Le second acte est un acte de comédie, le seul acte peut-être de toute la pièce qui soit un acte de comédie, celui en qui résident la véritable signification, la portée et la valeur de l’œuvre. Le mariage est consommé : un enfant est venu, mais non pas le bonheur. Un coup d’œil jeté sur l’intérieur élégant et dénudé de Gaston Houchard et d’Anna nous fait assez comprendre quel genre d’existence mène le jeune ménage. On est aux expédiens : les fournisseurs, impayés, refusent de faire crédit ; la nourrice, à qui on promet vingt francs pour la première dent de bébé, saisit l’occasion de cette générosité à venir pour réclamer ses gages dont l’échéance est depuis trop longtemps du passé. Quiconque se trouve sur le chemin de Gaston, parens, amis, visiteurs, employés, gens de service, est imposé sur son revenu ou sur son capital : c’est la contribution forcée. Personne ne passe sans laisser entre ces mains, habiles à l’escamotage, qui cent francs, qui trois cents, qui dix mille francs et qui dix sous. D’ailleurs Gaston n’est jamais chez lui. Il déjeune, il dîne dehors : déjeuners, dîners d’affaires : les affaires ne se traitent qu’à table et devant une table bien servie. Il n’y a pas de jeune femme plus délaissée qu’Anna Houchard. N’est-elle que délaissée ? Une scène nous renseigne abondamment.

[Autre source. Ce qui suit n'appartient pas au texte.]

use serde::Serialize;

use crate::license::spdx::{lookup, normalize, tier_of, UNKNOWN};
use crate::models::Rating;

/// Normalized license label together with its risk tier.
#[derive(Debug, Clone, PartialEq, Eq, Serialize)]
pub struct Classification {
    pub license: String,
    pub rating: Rating,
}

impl Classification {
    fn unknown() -> Self {
        Classification {
            license: UNKNOWN.to_string(),
            rating: Rating::Risky,
        }
    }
}

/// Classify a raw license string into a normalized label and a [`Rating`].
///
/// Handles:
/// - SPDX identifiers and common spellings (`MIT`, `Apache License, Version 2.0`)
/// - whole license texts that name their license
/// - SPDX expressions: `OR` → most permissive wins, `AND` → most restrictive wins,
///   `AND` binds tighter than `OR`, `WITH` exceptions are ignored for rating
/// - `A/B` shorthand for `A OR B`
/// - empty / unknown → `Unknown`, Risky
pub fn classify(raw: &str) -> Classification {
    let collapsed = raw.split_whitespace().collect::<Vec<_>>().join(" ");
    if collapsed.is_empty() {
        return Classification::unknown();
    }

    // "MIT/Apache-2.0", but not "https://www.apache.org/licenses/LICENSE-2.0"
    let expr = if !collapsed.contains(' ')
        && collapsed.contains('/')
        && collapsed.split('/').all(|part| lookup(part).is_some())
    {
        collapsed.replace('/', " OR ")
    } else {
        collapsed
    };

    let tokens = tokenize(&expr);
    let node = if is_expression(&tokens) {
        ExprParser { tokens, pos: 0 }.parse_or()
    } else {
        classify_atom(&expr)
    };

    if node.known {
        Classification {
            license: node.label,
            rating: node.rating,
        }
    } else {
        Classification::unknown()
    }
}

/// True when `tokens` read as an SPDX expression rather than prose that happens
/// to contain an uppercase `AND`/`OR`/`WITH`.
///
/// Every license operand must be a known name or a single identifier-shaped word.
/// The operand after `WITH` is an exception id and is not checked.
fn is_expression(tokens: &[Token]) -> bool {
    if !tokens.iter().any(Token::is_operator) {
        return false;
    }
    tokens.iter().enumerate().all(|(i, token)| match token {
        Token::Name(_) if i > 0 && tokens[i - 1] == Token::With => true,
        Token::Name(name) => lookup(name).is_some() || is_identifier_shaped(name),
        _ => true,
    })
}

fn is_identifier_shaped(name: &str) -> bool {
    name.chars()
        .all(|c| c.is_ascii_alphanumeric() || matches!(c, '-' | '.' | '+' | ':'))
}

/// Intermediate result for a sub-expression.
#[derive(Debug, Clone)]
struct Node {
    label: String,
    rating: Rating,
    known: bool,
}

fn classify_atom(name: &str) -> Node {
    match normalize(name) {
        Some(id) => Node {
            label: id.to_string(),
            rating: tier_of(id).unwrap_or(Rating::Risky),
            known: id != UNKNOWN,
        },
        None => Node {
            label: UNKNOWN.to_string(),
            rating: Rating::Risky,
            known: false,
        },
    }
}

fn combine(lhs: Node, op: &str, rhs: Node) -> Node {
    let rating = match op {
        "OR" if lhs.rating.severity() <= rhs.rating.severity() => lhs.rating,
        "OR" => rhs.rating,
        _ if lhs.rating.severity() >= rhs.rating.severity() => lhs.rating,
        _ => rhs.rating,
    };
    Node {
        label: format!("{} {} {}", lhs.label, op, rhs.label),
        rating,
        known: lhs.known || rhs.known,
    }
}

#[derive(Debug, PartialEq, Clone)]
enum Token {
    /// One or more consecutive words forming a license name.
    Name(String),
    And,
    Or,
    With,
    LParen,
    RParen,
}

impl Token {
    fn is_operator(&self) -> bool {
        matches!(self, Token::And | Token::Or | Token::With)
    }
}

fn tokenize(expr: &str) -> Vec<Token> {
    let mut tokens = Vec::new();
    let mut chars = expr.chars().peekable();
    while let Some(&c) = chars.peek() {
        if c.is_whitespace() {
            chars.next();
            continue;
        }
        if c == '(' {
            tokens.push(Token::LParen);
            chars.next();
            continue;
        }
        if c == ')' {
            tokens.push(Token::RParen);
            chars.next();
            continue;
        }

        let mut word = String::new();
        while let Some(&c) = chars.peek() {
            if c.is_whitespace() || c == '(' || c == ')' {
                break;
            }
            word.push(c);
            chars.next();
        }
        let operator = match word.as_str() {
            "AND" => Some(Token::And),
            "OR" => Some(Token::Or),
            "WITH" => Some(Token::With),
            _ => None,
        };
        if let Some(op) = operator {
            tokens.push(op);
        } else if let Some(Token::Name(name)) = tokens.last_mut() {
            name.push(' ');
            name.push_str(&word);
        } else {
            tokens.push(Token::Name(word));
        }
    }
    tokens
}

/// Recursive descent over the token stream.
///
/// ```text
/// or_expr  := and_expr ( "OR" and_expr )*
/// and_expr := atom ( "AND" atom )*
/// atom     := "(" or_expr ")" | name ( "WITH" name )?
/// ```
struct ExprParser {
    tokens: Vec<Token>,
    pos: usize,
}

impl ExprParser {
    fn peek(&self) -> Option<&Token> {
        self.tokens.get(self.pos)
    }

    fn consume(&mut self) -> Option<Token> {
        let t = self.tokens.get(self.pos).cloned();
        if t.is_some() {
            self.pos += 1;
        }
        t
    }

    fn parse_or(&mut self) -> Node {
        let mut result = self.parse_and();
        while matches!(self.peek(), Some(Token::Or)) {
            self.consume();
            let rhs = self.parse_and();
            result = combine(result, "OR", rhs);
        }
        result
    }

    fn parse_and(&mut self) -> Node {
        let mut result = self.parse_atom();
        while matches!(self.peek(), Some(Token::And)) {
            self.consume();
            let rhs = self.parse_atom();
            result = combine(result, "AND", rhs);
        }
        result
    }

    fn parse_atom(&mut self) -> Node {
        match self.peek() {
            Some(Token::LParen) => {
                self.consume();
                let mut inner = self.parse_or();
                if matches!(self.peek(), Some(Token::RParen)) {
                    self.consume();
                }
                inner.label = format!("({})", inner.label);
                inner
            }
            Some(Token::Name(_)) => {
                let Some(Token::Name(name)) = self.consume() else {
                    return classify_atom("");
                };
                let mut node = classify_atom(&name);
                if matches!(self.peek(), Some(Token::With)) {
                    self.consume();
                    if let Some(Token::Name(exception)) = self.peek().cloned() {
                        self.consume();
                        node.label = format!("{} WITH {}", node.label, exception);
                    }
                }
                node
            }
            _ => classify_atom(""),
        }
    }
}
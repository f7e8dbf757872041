use anyhow::Result;
use reqwest::Client;
use serde::Deserialize;

#[derive(Debug, Deserialize)]
struct PyPiResponse {
    info: PyPiInfo,
}

#[derive(Debug, Deserialize)]
struct PyPiInfo {
    #[serde(default)]
    license: Option<String>,
    #[serde(default)]
    license_expression: Option<String>,
    #[serde(default)]
    classifiers: Vec<String>,
}

/// Fetch the license for a Python project from the PyPI JSON API.
///
/// Priority: `license_expression`, then `license` (unless empty or `UNKNOWN`),
/// then the first `License :: ...` trove classifier.
pub async fn fetch_license(
    client: &Client,
    base_url: &str,
    project: &str,
    version: Option<&str>,
) -> Result<Option<String>> {
    let url = match version {
        Some(version) => format!("{}/{}/{}/json", base_url, project, version),
        None => format!("{}/{}/json", base_url, project),
    };

    let response = client.get(&url).send().await?;

    if !response.status().is_success() {
        return Ok(None);
    }

    let data: PyPiResponse = response.json().await?;
    Ok(select_license(data.info))
}

fn select_license(info: PyPiInfo) -> Option<String> {
    let non_empty = |s: &String| {
        let t = s.trim();
        !t.is_empty() && !t.eq_ignore_ascii_case("UNKNOWN")
    };

    info.license_expression
        .filter(non_empty)
        .or_else(|| info.license.filter(non_empty))
        .or_else(|| {
            info.classifiers
                .iter()
                .filter(|c| c.starts_with("License :: "))
                .filter_map(|c| c.rsplit(" :: ").next())
                .find(|name| *name != "OSI Approved")
                .map(str::to_string)
        })
}
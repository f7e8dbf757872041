//! Report renderers for rated license records.
//!
//! - [`terminal`]: colored table with a tier summary; respects `--quiet`.
//! - [`spreadsheet`]: CSV export with fixed `Package,License,Rating` columns.

pub mod spreadsheet;
pub mod terminal;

Un M. Alcidier, à mine de naïf, tout à la fois de mari battu et de gogo, vient se plaindre, au nom de Mme  Alcidier, que Gaston se fasse trop rare, et s’informer, en son nom propre, si le beau-père Colvelle consent à garantir le dernier emprunt de Gaston. Donc Gaston est l’amant de la femme et le débiteur du mari… Il n’est d’ailleurs ni méchant, ni vicieux. Tout le monde lui pardonne, tout le monde l’aime, nul ne lui adresse de reproches, non plus qu’il ne s’en adresse à lui-même : un reproche, d’où qu’il vînt, ferait de lui l’homme le plus étonné de la terre. Il est d’une superbe inconscience.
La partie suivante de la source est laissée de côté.